Task objective: Would you set down the data below exactly as shown?

Extracted material:
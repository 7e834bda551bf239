//! Observed label keys and values.
//!
//! A flat index over the metadata keyspace feeding autocompletion:
//! `l:<key>` marks a key as seen, `lv:<key>:<value>` a concrete pair.

use crate::core::Result;
use crate::storage::kv::KvStore;
use std::sync::Arc;

const KEY_PREFIX: &str = "l:";
const VALUE_PREFIX: &str = "lv:";

pub struct Labels {
    db: Arc<dyn KvStore>,
}

impl Labels {
    pub fn new(db: Arc<dyn KvStore>) -> Self {
        Self { db }
    }

    pub fn put(&self, key: &str, value: &str) -> Result<()> {
        self.db
            .set(format!("{}{}", KEY_PREFIX, key).as_bytes(), &[])?;
        self.db
            .set(format!("{}{}:{}", VALUE_PREFIX, key, value).as_bytes(), &[])
    }

    pub fn delete_value(&self, key: &str, value: &str) -> Result<()> {
        self.db
            .delete(format!("{}{}:{}", VALUE_PREFIX, key, value).as_bytes())
    }

    /// Iterate observed label keys; the callback returns false to stop.
    pub fn get_keys(&self, cb: &mut dyn FnMut(&str) -> bool) -> Result<()> {
        for (k, _) in self.db.scan_prefix(KEY_PREFIX.as_bytes(), 0)? {
            let Ok(k) = std::str::from_utf8(&k) else {
                continue;
            };
            if !cb(&k[KEY_PREFIX.len()..]) {
                break;
            }
        }
        Ok(())
    }

    /// Iterate observed values of one key; the callback returns false
    /// to stop.
    pub fn get_values(&self, key: &str, cb: &mut dyn FnMut(&str) -> bool) -> Result<()> {
        let prefix = format!("{}{}:", VALUE_PREFIX, key);
        for (k, _) in self.db.scan_prefix(prefix.as_bytes(), 0)? {
            let Ok(k) = std::str::from_utf8(&k) else {
                continue;
            };
            if !cb(&k[prefix.len()..]) {
                break;
            }
        }
        Ok(())
    }
}

#[cfg(test)]
mod tests {
    use super::*;
    use crate::storage::kv::MemoryKv;
    use pretty_assertions::assert_eq;

    fn labels() -> Labels {
        Labels::new(Arc::new(MemoryKv::new()))
    }

    #[test]
    fn test_keys_and_values() {
        let l = labels();
        l.put("__name__", "app.cpu").unwrap();
        l.put("region", "eu").unwrap();
        l.put("region", "us").unwrap();

        let mut keys = Vec::new();
        l.get_keys(&mut |k| {
            keys.push(k.to_string());
            true
        })
        .unwrap();
        assert_eq!(keys, vec!["__name__", "region"]);

        let mut values = Vec::new();
        l.get_values("region", &mut |v| {
            values.push(v.to_string());
            true
        })
        .unwrap();
        assert_eq!(values, vec!["eu", "us"]);
    }

    #[test]
    fn test_early_stop() {
        let l = labels();
        l.put("region", "eu").unwrap();
        l.put("region", "us").unwrap();
        let mut count = 0;
        l.get_values("region", &mut |_| {
            count += 1;
            false
        })
        .unwrap();
        assert_eq!(count, 1);
    }

    #[test]
    fn test_delete_value() {
        let l = labels();
        l.put("region", "eu").unwrap();
        l.delete_value("region", "eu").unwrap();
        let mut values = Vec::new();
        l.get_values("region", &mut |v| {
            values.push(v.to_string());
            true
        })
        .unwrap();
        assert!(values.is_empty());
    }
}
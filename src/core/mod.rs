//! Domain primitives shared across the store: configuration, errors,
//! and activity counters.

pub mod config;
pub mod error;
pub mod metrics;

pub use config::{Config, ExemplarsConfig, LoggingConfig, RetentionConfig, StorageConfig};
pub use error::{EmberError, Result};
pub use metrics::{CounterSnapshot, StorageCounters};

use tracing_subscriber::EnvFilter;

/// Initialize the global tracing subscriber from the logging config.
///
/// Safe to call more than once; later calls are ignored.
pub fn init_logging(config: &LoggingConfig) {
    let filter = EnvFilter::try_new(&config.level)
        .unwrap_or_else(|_| EnvFilter::new("info"));
    // A subscriber installed by the embedding application wins.
    let _ = tracing_subscriber::fmt().with_env_filter(filter).try_init();
}
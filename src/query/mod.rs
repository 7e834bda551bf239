//! Label-selection query language.
//!
//! Queries take the form `app{key="value",other!~"re.*"}` and select
//! segments by intersecting the dimensions their matchers name.

pub mod parser;

pub use parser::parse_query;

use crate::storage::key::{PROFILE_ID_LABEL, RESERVED_TAG_KEYS};

/// Matcher comparison operators, in increasing priority order: operators
/// narrowing the result set (equality) evaluate before the ones
/// subtracting from it.
#[derive(Debug, Clone, Copy, PartialEq, Eq, PartialOrd, Ord)]
pub enum MatchOp {
    /// `!~`
    NotEqualRegex,
    /// `!=`
    NotEqual,
    /// `=~`
    EqualRegex,
    /// `=`
    Equal,
}

impl MatchOp {
    /// Whether the operator narrows the result set. Negated operators
    /// widen the set to subtract and cannot short-circuit.
    pub fn is_positive(self) -> bool {
        matches!(self, Self::Equal | Self::EqualRegex)
    }
}

/// One `key op "value"` clause.
#[derive(Debug, Clone, PartialEq, Eq)]
pub struct TagMatcher {
    pub key: String,
    pub value: String,
    pub op: MatchOp,
}

/// A parsed query: application name plus tag matchers sorted by
/// operator priority.
#[derive(Debug, Clone, PartialEq, Eq)]
pub struct Query {
    pub app_name: String,
    pub matchers: Vec<TagMatcher>,
}

impl Query {
    /// The profile IDs selected by `profile_id="..."` matchers, if any.
    /// Such a query bypasses the segment tree entirely.
    pub fn profile_ids(&self) -> Vec<&str> {
        self.matchers
            .iter()
            .filter(|m| m.key == PROFILE_ID_LABEL && m.op == MatchOp::Equal)
            .map(|m| m.value.as_str())
            .collect()
    }
}

impl std::fmt::Display for Query {
    fn fmt(&self, f: &mut std::fmt::Formatter<'_>) -> std::fmt::Result {
        write!(f, "{}{{", self.app_name)?;
        for (i, m) in self.matchers.iter().enumerate() {
            if i > 0 {
                f.write_str(",")?;
            }
            let op = match m.op {
                MatchOp::Equal => "=",
                MatchOp::NotEqual => "!=",
                MatchOp::EqualRegex => "=~",
                MatchOp::NotEqualRegex => "!~",
            };
            write!(f, "{}{}\"{}\"", m.key, op, m.value)?;
        }
        f.write_str("}")
    }
}

/// Whether a tag key is reserved and may not appear as a matcher.
pub fn is_tag_key_reserved(key: &str) -> bool {
    RESERVED_TAG_KEYS.contains(&key)
}

#[cfg(test)]
mod tests {
    use super::*;

    #[test]
    fn test_profile_id_extraction() {
        let q = parse_query(r#"app.cpu{profile_id="abc123"}"#).unwrap();
        assert_eq!(q.profile_ids(), vec!["abc123"]);

        let q = parse_query(r#"app.cpu{region="eu"}"#).unwrap();
        assert!(q.profile_ids().is_empty());
    }

    #[test]
    fn test_display_round_trip() {
        let q = parse_query(r#"app{foo="bar",baz!="qux"}"#).unwrap();
        let again = parse_query(&q.to_string()).unwrap();
        assert_eq!(q, again);
    }
}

Exercise response:
repository 7e834bda551bf239
//! Observed label keys and values.
//!
//! A flat index over the metadata keyspace feeding autocompletion:
//! `l:<key>` marks a key as seen, `lv:<key>:<value>` a concrete pair.

use crate::core::Result;
use crate::storage::kv::KvStore;
use std::sync::Arc;

const KEY_PREFIX: &str = "l:";
const VALUE_PREFIX: &str = "lv:";

pub struct Labels {
    db: Arc<dyn KvStore>,
}

impl Labels {
    pub fn new(db: Arc<dyn KvStore>) -> Self {
        Self { db }
    }

    pub fn put(&self, key: &str, value: &str) -> Result<()> {
        self.db
            .set(format!("{}{}", KEY_PREFIX, key).as_bytes(), &[])?;
        self.db
            .set(format!("{}{}:{}", VALUE_PREFIX, key, value).as_bytes(), &[])
    }

    pub fn delete_value(&self, key: &str, value: &str) -> Result<()> {
        self.db
            .delete(format!("{}{}:{}", VALUE_PREFIX, key, value).as_bytes())
    }

    /// Iterate observed label keys; the callback returns false to stop.
    pub fn get_keys(&self, cb: &mut dyn FnMut(&str) -> bool) -> Result<()> {
        for (k, _) in self.db.scan_prefix(KEY_PREFIX.as_bytes(), 0)? {
            let Ok(k) = std::str::from_utf8(&k) else {
                continue;
            };
            if !cb(&k[KEY_PREFIX.len()..]) {
                break;
            }
        }
        Ok(())
    }

    /// Iterate observed values of one key; the callback returns false
    /// to stop.
    pub fn get_values(&self, key: &str, cb: &mut dyn FnMut(&str) -> bool) -> Result<()> {
        let prefix = format!("{}{}:", VALUE_PREFIX, key);
        for (k, _) in self.db.scan_prefix(prefix.as_bytes(), 0)? {
            let Ok(k) = std::str::from_utf8(&k) else {
                continue;
            };
            if !cb(&k[prefix.len()..]) {
                break;
            }
        }
        Ok(())
    }
}

#[cfg(test)]
mod tests {
    use super::*;
    use crate::storage::kv::MemoryKv;
    use pretty_assertions::assert_eq;

    fn labels() -> Labels {
        Labels::new(Arc::new(MemoryKv::new()))
    }

    #[test]
    fn test_keys_and_values() {
        let l = labels();
        l.put("__name__", "app.cpu").unwrap();
        l.put("region", "eu").unwrap();
        l.put("region", "us").unwrap();

        let mut keys = Vec::new();
        l.get_keys(&mut |k| {
            keys.push(k.to_string());
            true
        })
        .unwrap();
        assert_eq!(keys, vec!["__name__", "region"]);

        let mut values = Vec::new();
        l.get_values("region", &mut |v| {
            values.push(v.to_string());
            true
        })
        .unwrap();
        assert_eq!(values, vec!["eu", "us"]);
    }

    #[test]
    fn test_early_stop() {
        let l = labels();
        l.put("region", "eu").unwrap();
        l.put("region", "us").unwrap();
        let mut count = 0;
        l.get_values("region", &mut |_| {
            count += 1;
            false
        })
        .unwrap();
        assert_eq!(count, 1);
    }

    #[test]
    fn test_delete_value() {
        let l = labels();
        l.put("region", "eu").unwrap();
        l.delete_value("region", "eu").unwrap();
        let mut values = Vec::new();
        l.get_values("region", &mut |v| {
            values.push(v.to_string());
            true
        })
        .unwrap();
        assert!(values.is_empty());
    }
}
filename src/core/mod.rs
//! Domain primitives shared across the store: configuration, errors,
//! and activity counters.

pub mod config;
pub mod error;
pub mod metrics;

pub use config::{Config, ExemplarsConfig, LoggingConfig, RetentionConfig, StorageConfig};
pub use error::{EmberError, Result};
pub use metrics::{CounterSnapshot, StorageCounters};

use tracing_subscriber::EnvFilter;

/// Initialize the global tracing subscriber from the logging config.
///
/// Safe to call more than once; later calls are ignored.
pub fn init_logging(config: &LoggingConfig) {
    let filter = EnvFilter::try_new(&config.level)
        .unwrap_or_else(|_| EnvFilter::new("info"));
    // A subscriber installed by the embedding application wins.
    let _ = tracing_subscriber::fmt().with_env_filter(filter).try_init();
}
filename src/query/mod.rs
repository 7e834bda551bf239
//! Label-selection query language.
//!
//! Queries take the form `app{key="value",other!~"re.*"}` and select
//! segments by intersecting the dimensions their matchers name.

pub mod parser;

pub use parser::parse_query;

use crate::storage::key::{PROFILE_ID_LABEL, RESERVED_TAG_KEYS};

/// Matcher comparison operators, in increasing priority order: operators
/// narrowing the result set (equality) evaluate before the ones
/// subtracting from it.
#[derive(Debug, Clone, Copy, PartialEq, Eq, PartialOrd, Ord)]
pub enum MatchOp {
    /// `!~`
    NotEqualRegex,
    /// `!=`
    NotEqual,
    /// `=~`
    EqualRegex,
    /// `=`
    Equal,
}

impl MatchOp {
    /// Whether the operator narrows the result set. Negated operators
    /// widen the set to subtract and cannot short-circuit.
    pub fn is_positive(self) -> bool {
        matches!(self, Self::Equal | Self::EqualRegex)
    }
}

/// One `key op "value"` clause.
#[derive(Debug, Clone, PartialEq, Eq)]
pub struct TagMatcher {
    pub key: String,
    pub value: String,
    pub op: MatchOp,
}

/// A parsed query: application name plus tag matchers sorted by
/// operator priority.
#[derive(Debug, Clone, PartialEq, Eq)]
pub struct Query {
    pub app_name: String,
    pub matchers: Vec<TagMatcher>,
}

impl Query {
    /// The profile IDs selected by `profile_id="..."` matchers, if any.
    /// Such a query bypasses the segment tree entirely.
    pub fn profile_ids(&self) -> Vec<&str> {
        self.matchers
            .iter()
            .filter(|m| m.key == PROFILE_ID_LABEL && m.op == MatchOp::Equal)
            .map(|m| m.value.as_str())
            .collect()
    }
}

impl std::fmt::Display for Query {
    fn fmt(&self, f: &mut std::fmt::Formatter<'_>) -> std::fmt::Result {
        write!(f, "{}{{", self.app_name)?;
        for (i, m) in self.matchers.iter().enumerate() {
            if i > 0 {
                f.write_str(",")?;
            }
            let op = match m.op {
                MatchOp::Equal => "=",
                MatchOp::NotEqual => "!=",
                MatchOp::EqualRegex => "=~",
                MatchOp::NotEqualRegex => "!~",
            };
            write!(f, "{}{}\"{}\"", m.key, op, m.value)?;
        }
        f.write_str("}")
    }
}

/// Whether a tag key is reserved and may not appear as a matcher.
pub fn is_tag_key_reserved(key: &str) -> bool {
    RESERVED_TAG_KEYS.contains(&key)
}

#[cfg(test)]
mod tests {
    use super::*;

    #[test]
    fn test_profile_id_extraction() {
        let q = parse_query(r#"app.cpu{profile_id="abc123"}"#).unwrap();
        assert_eq!(q.profile_ids(), vec!["abc123"]);

        let q = parse_query(r#"app.cpu{region="eu"}"#).unwrap();
        assert!(q.profile_ids().is_empty());
    }

    #[test]
    fn test_display_round_trip() {
        let q = parse_query(r#"app{foo="bar",baz!="qux"}"#).unwrap();
        let again = parse_query(&q.to_string()).unwrap();
        assert_eq!(q, again);
    }
}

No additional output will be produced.